From the paper, entitled: "Green Gasoline by Catalytic Fast Pyrolysis of Solid Biomass-Derived Compounds"
"Herein, we report that gasoline-range aromatics can be produced from solid biomass feedstocks in a single reactor at short residence times (less than 2 min) and intermediate temperatures (400-600 8C) by a method we call catalytic fast pyrolysis. Fast pyrolysis involves rapidly heating biomass (500 8Cs_1) to intermediate temperatures (400-600 8C) followed by rapid cooling (vapor residence times 1-2 s).Fast pyrolysis produces a thermally unstable liquid product called bio-oil, which is an acidic combustible liquid containing more than 300 compounds.Bio-oils are not compatible with existing liquid transportation fuels including gasoline and diesel. To use bio-oil as a conventional liquid transportation fuel, it must be catalytically upgraded. As we show here, introduction of zeolite catalysts into the pyrolysis process can convert oxygenated compounds generated by pyrolysis of the biomass into gasolinerange aromatics."

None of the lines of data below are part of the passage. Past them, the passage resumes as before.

//! Sleep queues.
//!
//! A sleep queue is a wait-channel-keyed list of blocked threads. Waking
//! picks the highest-priority waiter (FIFO among equals); broadcast wakes
//! everyone. Timed waits arm a callout that resumes the thread with
//! `TimedOut` if it is still asleep at the deadline, and interruptible
//! waits can be broken out of with [`sleepq_abort`]. Lost wakeups are
//! excluded by the acquire-lock / test-predicate / sleep protocol run under
//! a no-preemption section.

use alloc::collections::VecDeque;

use hashbrown::HashMap;

use crate::config::prio_gt;
use crate::sched::{self, Ksched};
use crate::thread::{TdFlags, ThreadState, WakeReason};
use crate::{Systime, Tid};

/// Wait channels and their blocked threads, in arrival order.
pub struct SleepTable {
    chans: HashMap<usize, VecDeque<Tid>>,
}

impl SleepTable {
    pub(crate) fn new() -> SleepTable {
        SleepTable { chans: HashMap::new() }
    }

    pub fn waiters(&self, wchan: usize) -> usize {
        self.chans.get(&wchan).map(|q| q.len()).unwrap_or(0)
    }
}

pub(crate) fn enqueue_locked(
    ks: &mut Ksched,
    tid: Tid,
    wchan: usize,
    waitpt: &'static str,
    interruptible: bool,
) {
    let td = ks.threads.get_mut(tid).expect("sleeping thread missing");
    debug_assert!(td.wchan.is_none(), "thread already on a sleep queue");
    td.state = ThreadState::Sleeping;
    td.wchan = Some(wchan);
    td.waitpt = Some(waitpt);
    td.wake_reason = WakeReason::Normal;
    if interruptible {
        td.flags.insert(TdFlags::SLPINTR);
    }
    ks.sleepq.chans.entry(wchan).or_default().push_back(tid);
}

pub(crate) fn resume_locked(ks: &mut Ksched, tid: Tid, reason: WakeReason) -> bool {
    let Some(td) = ks.threads.get_mut(tid) else {
        return false;
    };
    let Some(wchan) = td.wchan.take() else {
        return false;
    };
    td.waitpt = None;
    td.flags.remove(TdFlags::SLPINTR);
    td.wake_reason = reason;
    if let Some(q) = ks.sleepq.chans.get_mut(&wchan) {
        if let Some(pos) = q.iter().position(|&t| t == tid) {
            q.remove(pos);
        }
        if q.is_empty() {
            ks.sleepq.chans.remove(&wchan);
        }
    }
    sched::sched_add_locked(ks, tid);
    true
}

/// Highest-priority waiter on `wchan`, FIFO among equal priorities.
fn best_waiter(ks: &Ksched, wchan: usize) -> Option<Tid> {
    let q = ks.sleepq.chans.get(&wchan)?;
    let mut best: Option<(Tid, u8)> = None;
    for &tid in q {
        let prio = ks.threads.get(tid).map(|td| td.prio).unwrap_or(255);
        match best {
            Some((_, bp)) if !prio_gt(prio, bp) => {}
            _ => best = Some((tid, prio)),
        }
    }
    best.map(|(tid, _)| tid)
}

/// Block the current thread on `wchan` until signalled. Returns the wake
/// reason observed when the thread is switched back in.
pub fn sleepq_wait(wchan: usize, waitpt: &'static str) -> WakeReason {
    sleep_common(wchan, waitpt, false, 0)
}

/// Interruptible sleep with a timeout in ticks; `0` waits indefinitely.
/// The sleep never times out before the deadline, though it may wake later.
/// `Interrupted` dominates `TimedOut` when both are pending.
pub fn sleepq_wait_timed(wchan: usize, waitpt: &'static str, timeout: Systime) -> WakeReason {
    sleep_common(wchan, waitpt, true, timeout)
}

fn sleep_common(wchan: usize, waitpt: &'static str, interruptible: bool, timeout: Systime) -> WakeReason {
    let tid = sched::current_tid();
    // Arm the timeout before going to sleep; the wheel lock and the
    // scheduler lock are never held together.
    let co = if timeout > 0 {
        let co = crate::callout::thread_sleep_callout(tid);
        crate::callout::callout_schedule(co, timeout);
        Some(co)
    } else {
        None
    };
    {
        let mut ks = sched::ksched().lock();
        enqueue_locked(&mut ks, tid, wchan, waitpt, interruptible);
        sched::switch_locked(&mut ks);
    }
    // Back from sleep: disarm a timeout that has not fired.
    if let Some(co) = co {
        crate::callout::callout_stop(co);
    }
    sched::ksched()
        .lock()
        .threads
        .get(tid)
        .map(|td| td.wake_reason)
        .unwrap_or(WakeReason::Normal)
}

/// Wake the highest-priority thread blocked on `wchan`. True if one was
/// woken.
pub fn sleepq_signal(wchan: usize) -> bool {
    let mut ks = sched::ksched().lock();
    sleepq_signal_locked(&mut ks, wchan)
}

pub(crate) fn sleepq_signal_locked(ks: &mut Ksched, wchan: usize) -> bool {
    match best_waiter(ks, wchan) {
        Some(tid) => resume_locked(ks, tid, WakeReason::Normal),
        None => false,
    }
}

/// Wake every thread blocked on `wchan`. True if any was woken.
pub fn sleepq_broadcast(wchan: usize) -> bool {
    let mut ks = sched::ksched().lock();
    sleepq_broadcast_locked(&mut ks, wchan)
}

pub(crate) fn sleepq_broadcast_locked(ks: &mut Ksched, wchan: usize) -> bool {
    let mut woke = false;
    while let Some(tid) = ks.sleepq.chans.get(&wchan).and_then(|q| q.front().copied()) {
        woke |= resume_locked(ks, tid, WakeReason::Normal);
    }
    woke
}

/// Break a specific thread's sleep. False if it was not asleep.
pub fn sleepq_abort(tid: Tid) -> bool {
    let mut ks = sched::ksched().lock();
    sleepq_abort_locked(&mut ks, tid)
}

pub(crate) fn sleepq_abort_locked(ks: &mut Ksched, tid: Tid) -> bool {
    resume_locked(ks, tid, WakeReason::Interrupted)
}

/// Callout callback of a timed sleep: resume the thread with `TimedOut`
/// unless something else woke it first.
pub(crate) fn sleepq_timeout(arg: usize) {
    let tid = arg as Tid;
    let mut ks = sched::ksched().lock();
    let asleep = ks.threads.get(tid).map(|td| td.wchan.is_some()).unwrap_or(false);
    if asleep {
        resume_locked(&mut ks, tid, WakeReason::TimedOut);
    }
}

#[cfg(test)]
mod tests {
    use super::*;
    use crate::thread::Thread;

    const CHAN: usize = 0xc0ffee;

    fn sleeper(ks: &mut Ksched, prio: u8) -> Tid {
        let td = Thread::new(0, "sleeper", prio);
        let tid = ks.threads.insert(td);
        enqueue_locked(ks, tid, CHAN, "test", false);
        tid
    }

    #[test]
    fn signal_wakes_the_highest_priority_waiter() {
        let mut ks = Ksched::new();
        let low = sleeper(&mut ks, 200);
        let hi = sleeper(&mut ks, 10);
        let mid = sleeper(&mut ks, 100);
        assert!(sleepq_signal_locked(&mut ks, CHAN));
        assert_eq!(ks.threads.get(hi).unwrap().state, ThreadState::Ready);
        assert_eq!(ks.threads.get(low).unwrap().state, ThreadState::Sleeping);
        assert_eq!(ks.threads.get(mid).unwrap().state, ThreadState::Sleeping);
        assert_eq!(ks.sleepq.waiters(CHAN), 2);
    }

    #[test]
    fn signal_breaks_priority_ties_in_fifo_order() {
        let mut ks = Ksched::new();
        let first = sleeper(&mut ks, 50);
        let second = sleeper(&mut ks, 50);
        assert!(sleepq_signal_locked(&mut ks, CHAN));
        assert_eq!(ks.threads.get(first).unwrap().state, ThreadState::Ready);
        assert_eq!(ks.threads.get(second).unwrap().state, ThreadState::Sleeping);
    }

    #[test]
    fn broadcast_wakes_every_waiter() {
        let mut ks = Ksched::new();
        let a = sleeper(&mut ks, 90);
        let b = sleeper(&mut ks, 60);
        let c = sleeper(&mut ks, 120);
        assert!(sleepq_broadcast_locked(&mut ks, CHAN));
        for tid in [a, b, c] {
            assert_eq!(ks.threads.get(tid).unwrap().state, ThreadState::Ready);
            assert_eq!(ks.threads.get(tid).unwrap().wake_reason, WakeReason::Normal);
        }
        assert_eq!(ks.sleepq.waiters(CHAN), 0);
    }

    #[test]
    fn signal_on_empty_channel_is_a_no_op() {
        let mut ks = Ksched::new();
        assert!(!sleepq_signal_locked(&mut ks, CHAN));
        assert!(!sleepq_broadcast_locked(&mut ks, CHAN));
    }

    #[test]
    fn abort_reports_whether_the_thread_slept() {
        let mut ks = Ksched::new();
        let tid = sleeper(&mut ks, 80);
        assert!(sleepq_abort_locked(&mut ks, tid));
        assert_eq!(ks.threads.get(tid).unwrap().wake_reason, WakeReason::Interrupted);
        // Second abort: not asleep anymore.
        assert!(!sleepq_abort_locked(&mut ks, tid));
    }

    #[test]
    fn waking_clears_the_wait_diagnostics() {
        let mut ks = Ksched::new();
        let tid = sleeper(&mut ks, 80);
        {
            let td = ks.threads.get(tid).unwrap();
            assert_eq!(td.wchan, Some(CHAN));
            assert_eq!(td.waitpt, Some("test"));
        }
        sleepq_signal_locked(&mut ks, CHAN);
        let td = ks.threads.get(tid).unwrap();
        assert!(td.wchan.is_none() && td.waitpt.is_none());
    }
}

"In theory it requires much less energy to make than ethanol, giving it a smaller carbon footprint and making it cheaper to produce," scientists said. "Making it from cellulose sources such as switchgrass or poplar trees grown as energy crops, or forest or agricultural residues such as wood chips or corn stover, solves the lifecycle greenhouse gas problem that has recently surfaced with corn ethanol and soy biodiesel."
"Not only is the method a compact way to treat a great deal of biomass in a short time, researchers emphasized that the process, in principle, does not require any external energy. "In fact, from the extra heat that will be released, you can generate electricity in addition to the biofuel," he said. "There will not be just a small carbon footprint for the process; by recovering heat and generating electricity, there won't be any footprint."
ETA: 2013-2018
While it may be five to 10 years before green gasoline arrives at the pump or finds its way into a fighter jet, these breakthroughs have bypassed significant proof-of-concept hurdles to bringing green gasoline biofuels to market.
Look for a new legal or illegal home-grown cottage industry, a high tech still in every backyard? a new kind of grow op !!
The essence of replacing gasoline with synthetic fuels is meant to minimize the shock to the entire delivery and usage chain. Keeping the auto industry, the gasoline companies and everything that lives off this from lots of distruption.
However, creating long carbon-chain molecules that are "like" gas may be a waste of energy. We are just making carbon bonds when we make the fuel (like storing them in a battery) and then break them in the combustion process (discharging the battery) when the fuel is burned. Using a smaller and easier to produce molecule (Methane for example) would be a better choice than Gasoline for this "battery" analogy.
I think after reviewing cost of production, time-to-market, and availability of raw materials, there will be a push for cars to be "tri-brid" - methane/gas/electric.
Methane and electric are the most sustainable and the easiest to get from a plug in the wall (from the natural gas company or from the electric company).
This is the distruptive model that will create a sustainable economy rather than to maintain one with a limited future (in recreating Gasoline).